MATERIALS PROVIDED:
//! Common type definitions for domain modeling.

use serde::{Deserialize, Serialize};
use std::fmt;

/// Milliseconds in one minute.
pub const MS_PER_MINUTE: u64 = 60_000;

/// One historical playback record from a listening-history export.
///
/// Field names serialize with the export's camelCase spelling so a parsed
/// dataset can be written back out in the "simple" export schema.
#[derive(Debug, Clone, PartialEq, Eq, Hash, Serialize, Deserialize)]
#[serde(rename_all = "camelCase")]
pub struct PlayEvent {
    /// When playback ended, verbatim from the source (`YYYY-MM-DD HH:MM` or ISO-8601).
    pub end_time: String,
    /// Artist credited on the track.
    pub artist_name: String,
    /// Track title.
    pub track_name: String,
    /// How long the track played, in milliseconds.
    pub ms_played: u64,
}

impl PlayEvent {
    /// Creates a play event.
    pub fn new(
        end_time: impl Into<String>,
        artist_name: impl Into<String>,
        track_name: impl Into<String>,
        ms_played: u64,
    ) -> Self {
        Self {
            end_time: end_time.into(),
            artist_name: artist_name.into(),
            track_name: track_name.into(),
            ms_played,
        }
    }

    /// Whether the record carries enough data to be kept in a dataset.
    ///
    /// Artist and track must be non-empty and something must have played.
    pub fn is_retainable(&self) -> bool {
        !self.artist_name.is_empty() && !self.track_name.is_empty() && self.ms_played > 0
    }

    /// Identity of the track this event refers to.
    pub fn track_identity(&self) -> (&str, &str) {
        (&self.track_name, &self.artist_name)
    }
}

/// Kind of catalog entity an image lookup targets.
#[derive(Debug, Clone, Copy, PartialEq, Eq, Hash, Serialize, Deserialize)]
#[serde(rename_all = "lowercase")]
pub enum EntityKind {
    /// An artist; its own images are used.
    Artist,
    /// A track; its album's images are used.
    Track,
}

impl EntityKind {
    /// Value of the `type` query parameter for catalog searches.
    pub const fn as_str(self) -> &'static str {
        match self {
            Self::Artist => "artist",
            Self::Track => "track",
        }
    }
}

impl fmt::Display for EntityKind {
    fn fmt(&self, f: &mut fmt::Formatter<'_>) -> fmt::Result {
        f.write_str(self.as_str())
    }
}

EXERCISE:
Reproduce every line from the listing above that holds the word "const".

ANSWER SPACE:
pub const MS_PER_MINUTE: u64 = 60_000;
    pub const fn as_str(self) -> &'static str {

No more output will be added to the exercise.